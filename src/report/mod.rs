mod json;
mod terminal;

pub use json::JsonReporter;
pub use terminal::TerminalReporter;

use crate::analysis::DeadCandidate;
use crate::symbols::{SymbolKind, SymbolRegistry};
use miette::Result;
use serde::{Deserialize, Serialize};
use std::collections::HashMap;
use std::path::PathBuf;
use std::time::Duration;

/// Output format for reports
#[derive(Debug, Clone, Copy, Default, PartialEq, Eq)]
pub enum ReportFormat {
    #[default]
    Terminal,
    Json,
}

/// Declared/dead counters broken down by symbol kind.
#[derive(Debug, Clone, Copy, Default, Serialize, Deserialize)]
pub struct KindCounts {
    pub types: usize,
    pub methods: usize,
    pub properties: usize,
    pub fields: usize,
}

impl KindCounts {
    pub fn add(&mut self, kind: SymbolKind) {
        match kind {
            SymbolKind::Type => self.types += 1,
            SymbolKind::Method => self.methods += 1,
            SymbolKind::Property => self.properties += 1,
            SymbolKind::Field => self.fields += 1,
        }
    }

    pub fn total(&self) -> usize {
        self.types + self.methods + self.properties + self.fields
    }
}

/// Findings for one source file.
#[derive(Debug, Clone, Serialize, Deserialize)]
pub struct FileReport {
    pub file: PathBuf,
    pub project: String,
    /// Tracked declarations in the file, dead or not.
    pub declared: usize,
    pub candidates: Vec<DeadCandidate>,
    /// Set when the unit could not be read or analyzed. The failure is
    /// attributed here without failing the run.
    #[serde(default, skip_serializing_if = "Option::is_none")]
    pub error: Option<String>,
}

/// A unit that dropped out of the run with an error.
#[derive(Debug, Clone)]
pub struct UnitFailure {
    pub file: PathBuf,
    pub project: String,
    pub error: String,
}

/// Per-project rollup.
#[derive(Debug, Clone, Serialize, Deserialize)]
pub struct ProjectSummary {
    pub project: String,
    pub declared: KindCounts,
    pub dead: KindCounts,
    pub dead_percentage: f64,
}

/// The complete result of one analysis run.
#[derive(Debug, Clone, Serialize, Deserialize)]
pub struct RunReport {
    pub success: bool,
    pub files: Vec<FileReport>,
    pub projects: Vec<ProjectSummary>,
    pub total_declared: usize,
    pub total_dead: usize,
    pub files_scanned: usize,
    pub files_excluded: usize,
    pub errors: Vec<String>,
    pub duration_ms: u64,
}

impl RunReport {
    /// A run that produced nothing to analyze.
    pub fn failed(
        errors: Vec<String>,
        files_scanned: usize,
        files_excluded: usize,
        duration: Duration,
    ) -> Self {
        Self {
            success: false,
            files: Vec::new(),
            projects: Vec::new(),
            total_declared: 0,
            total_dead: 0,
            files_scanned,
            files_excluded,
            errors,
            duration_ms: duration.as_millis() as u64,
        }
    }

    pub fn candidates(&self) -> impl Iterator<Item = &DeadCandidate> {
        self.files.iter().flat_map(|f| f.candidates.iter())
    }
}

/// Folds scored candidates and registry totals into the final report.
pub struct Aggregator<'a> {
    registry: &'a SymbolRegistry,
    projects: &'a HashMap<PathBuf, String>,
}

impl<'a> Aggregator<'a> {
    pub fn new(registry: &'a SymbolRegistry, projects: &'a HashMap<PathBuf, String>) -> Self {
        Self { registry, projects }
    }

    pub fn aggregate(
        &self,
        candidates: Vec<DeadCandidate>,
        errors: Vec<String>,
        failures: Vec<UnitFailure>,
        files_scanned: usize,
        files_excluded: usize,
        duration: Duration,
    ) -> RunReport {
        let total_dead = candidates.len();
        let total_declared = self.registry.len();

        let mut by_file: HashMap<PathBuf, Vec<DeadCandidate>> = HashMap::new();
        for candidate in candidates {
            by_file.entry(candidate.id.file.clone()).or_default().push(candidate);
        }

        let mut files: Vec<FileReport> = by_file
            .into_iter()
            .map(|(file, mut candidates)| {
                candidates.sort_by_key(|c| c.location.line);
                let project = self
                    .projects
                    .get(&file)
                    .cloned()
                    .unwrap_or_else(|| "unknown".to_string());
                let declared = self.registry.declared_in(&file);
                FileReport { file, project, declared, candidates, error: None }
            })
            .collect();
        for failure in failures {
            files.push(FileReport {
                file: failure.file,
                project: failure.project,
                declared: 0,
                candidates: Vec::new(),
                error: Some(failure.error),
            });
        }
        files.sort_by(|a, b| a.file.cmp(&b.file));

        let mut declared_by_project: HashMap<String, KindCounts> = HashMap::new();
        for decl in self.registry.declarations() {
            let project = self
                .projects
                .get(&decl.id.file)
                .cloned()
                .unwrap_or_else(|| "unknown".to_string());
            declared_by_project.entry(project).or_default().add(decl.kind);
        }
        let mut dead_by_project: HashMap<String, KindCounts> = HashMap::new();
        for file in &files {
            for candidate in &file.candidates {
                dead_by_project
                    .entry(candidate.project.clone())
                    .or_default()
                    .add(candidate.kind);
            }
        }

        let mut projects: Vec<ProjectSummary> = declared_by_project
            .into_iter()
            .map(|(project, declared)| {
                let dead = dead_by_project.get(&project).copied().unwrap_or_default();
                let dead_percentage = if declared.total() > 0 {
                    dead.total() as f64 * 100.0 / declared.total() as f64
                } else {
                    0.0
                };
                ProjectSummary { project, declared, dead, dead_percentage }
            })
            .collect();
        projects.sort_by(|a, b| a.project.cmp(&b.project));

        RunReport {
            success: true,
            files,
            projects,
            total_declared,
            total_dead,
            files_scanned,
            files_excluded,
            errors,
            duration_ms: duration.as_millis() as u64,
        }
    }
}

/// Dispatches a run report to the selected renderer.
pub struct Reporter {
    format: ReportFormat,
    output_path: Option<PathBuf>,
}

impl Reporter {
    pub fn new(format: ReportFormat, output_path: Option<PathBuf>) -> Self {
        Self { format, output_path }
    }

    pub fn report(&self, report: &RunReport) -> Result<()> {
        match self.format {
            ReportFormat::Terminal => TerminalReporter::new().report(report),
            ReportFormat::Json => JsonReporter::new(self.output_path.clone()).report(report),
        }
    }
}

...

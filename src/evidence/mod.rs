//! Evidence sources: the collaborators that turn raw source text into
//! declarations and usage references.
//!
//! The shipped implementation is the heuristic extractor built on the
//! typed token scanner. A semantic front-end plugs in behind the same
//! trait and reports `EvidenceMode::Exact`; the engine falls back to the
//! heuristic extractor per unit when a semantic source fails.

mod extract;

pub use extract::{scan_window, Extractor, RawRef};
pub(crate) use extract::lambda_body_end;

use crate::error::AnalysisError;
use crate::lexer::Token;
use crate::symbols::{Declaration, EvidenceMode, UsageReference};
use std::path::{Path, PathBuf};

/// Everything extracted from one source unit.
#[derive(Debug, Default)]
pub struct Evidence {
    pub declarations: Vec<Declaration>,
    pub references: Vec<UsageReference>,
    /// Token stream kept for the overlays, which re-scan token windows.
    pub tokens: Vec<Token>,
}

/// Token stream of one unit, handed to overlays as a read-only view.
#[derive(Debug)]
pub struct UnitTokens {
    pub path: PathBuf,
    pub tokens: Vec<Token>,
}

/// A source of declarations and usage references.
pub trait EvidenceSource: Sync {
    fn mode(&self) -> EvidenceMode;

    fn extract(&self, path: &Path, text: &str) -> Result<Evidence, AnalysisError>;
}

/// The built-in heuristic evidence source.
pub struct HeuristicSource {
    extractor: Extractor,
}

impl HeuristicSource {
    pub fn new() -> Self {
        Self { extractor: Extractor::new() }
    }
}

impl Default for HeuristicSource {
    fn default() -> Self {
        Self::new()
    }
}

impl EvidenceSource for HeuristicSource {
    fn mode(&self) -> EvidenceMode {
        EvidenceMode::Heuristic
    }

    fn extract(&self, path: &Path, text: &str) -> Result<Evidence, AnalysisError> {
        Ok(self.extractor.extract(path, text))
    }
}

...

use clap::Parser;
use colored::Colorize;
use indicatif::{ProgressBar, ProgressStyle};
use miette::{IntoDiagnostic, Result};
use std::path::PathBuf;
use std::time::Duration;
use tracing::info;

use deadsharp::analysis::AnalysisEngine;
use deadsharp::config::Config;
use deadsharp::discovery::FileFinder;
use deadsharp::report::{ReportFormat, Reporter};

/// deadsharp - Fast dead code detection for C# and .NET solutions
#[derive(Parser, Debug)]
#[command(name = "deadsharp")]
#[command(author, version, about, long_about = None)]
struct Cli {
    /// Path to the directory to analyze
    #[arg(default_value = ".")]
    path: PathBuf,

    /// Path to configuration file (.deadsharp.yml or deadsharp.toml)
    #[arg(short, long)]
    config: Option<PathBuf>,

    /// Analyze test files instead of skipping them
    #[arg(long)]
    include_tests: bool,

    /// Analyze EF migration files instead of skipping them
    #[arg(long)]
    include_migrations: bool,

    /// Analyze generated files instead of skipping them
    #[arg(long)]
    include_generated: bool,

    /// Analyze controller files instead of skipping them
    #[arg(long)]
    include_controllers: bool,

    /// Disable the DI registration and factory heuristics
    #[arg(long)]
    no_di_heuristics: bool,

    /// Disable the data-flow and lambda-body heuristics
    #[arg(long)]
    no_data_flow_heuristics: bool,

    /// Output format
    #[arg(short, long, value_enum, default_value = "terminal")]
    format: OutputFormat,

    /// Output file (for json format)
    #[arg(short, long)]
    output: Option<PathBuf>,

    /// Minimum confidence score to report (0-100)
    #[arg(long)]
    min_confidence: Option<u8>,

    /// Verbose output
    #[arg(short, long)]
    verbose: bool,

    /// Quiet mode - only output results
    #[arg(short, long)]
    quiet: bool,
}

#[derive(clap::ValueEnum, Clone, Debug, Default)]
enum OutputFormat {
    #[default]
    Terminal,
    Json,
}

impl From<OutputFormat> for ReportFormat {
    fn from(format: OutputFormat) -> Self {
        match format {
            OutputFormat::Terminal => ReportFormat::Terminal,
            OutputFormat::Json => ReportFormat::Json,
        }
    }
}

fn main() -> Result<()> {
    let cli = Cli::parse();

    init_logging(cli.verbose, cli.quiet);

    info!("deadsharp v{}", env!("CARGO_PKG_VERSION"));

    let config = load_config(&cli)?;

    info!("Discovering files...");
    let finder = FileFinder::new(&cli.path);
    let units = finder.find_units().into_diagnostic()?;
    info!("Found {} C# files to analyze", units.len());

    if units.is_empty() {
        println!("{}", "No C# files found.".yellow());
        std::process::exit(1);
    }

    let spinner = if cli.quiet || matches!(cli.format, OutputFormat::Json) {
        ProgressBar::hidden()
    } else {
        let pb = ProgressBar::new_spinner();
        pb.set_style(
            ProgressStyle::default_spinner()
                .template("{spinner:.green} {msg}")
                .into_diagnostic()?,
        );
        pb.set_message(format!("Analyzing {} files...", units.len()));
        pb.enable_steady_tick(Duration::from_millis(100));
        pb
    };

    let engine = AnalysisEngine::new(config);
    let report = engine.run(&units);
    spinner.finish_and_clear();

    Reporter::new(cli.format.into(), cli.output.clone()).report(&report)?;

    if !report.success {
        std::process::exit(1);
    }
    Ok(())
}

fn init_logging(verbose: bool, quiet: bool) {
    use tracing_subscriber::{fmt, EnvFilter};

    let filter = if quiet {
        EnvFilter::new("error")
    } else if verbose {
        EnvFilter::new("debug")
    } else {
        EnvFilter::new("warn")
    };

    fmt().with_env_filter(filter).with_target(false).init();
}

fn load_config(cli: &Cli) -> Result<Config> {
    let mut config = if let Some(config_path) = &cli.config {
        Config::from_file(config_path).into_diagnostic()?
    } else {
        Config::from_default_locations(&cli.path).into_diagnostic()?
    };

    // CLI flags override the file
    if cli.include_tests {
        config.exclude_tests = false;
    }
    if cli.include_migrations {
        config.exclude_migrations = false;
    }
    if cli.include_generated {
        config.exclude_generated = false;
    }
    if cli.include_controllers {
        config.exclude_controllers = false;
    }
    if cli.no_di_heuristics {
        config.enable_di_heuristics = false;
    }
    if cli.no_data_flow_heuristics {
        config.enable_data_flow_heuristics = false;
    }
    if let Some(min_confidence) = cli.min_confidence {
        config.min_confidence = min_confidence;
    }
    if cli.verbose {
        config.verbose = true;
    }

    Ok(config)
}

EXERCISE DIRECTIONS - In the entries above, how many lines contain the string "serde"? Say only the number.

OUTPUT - 2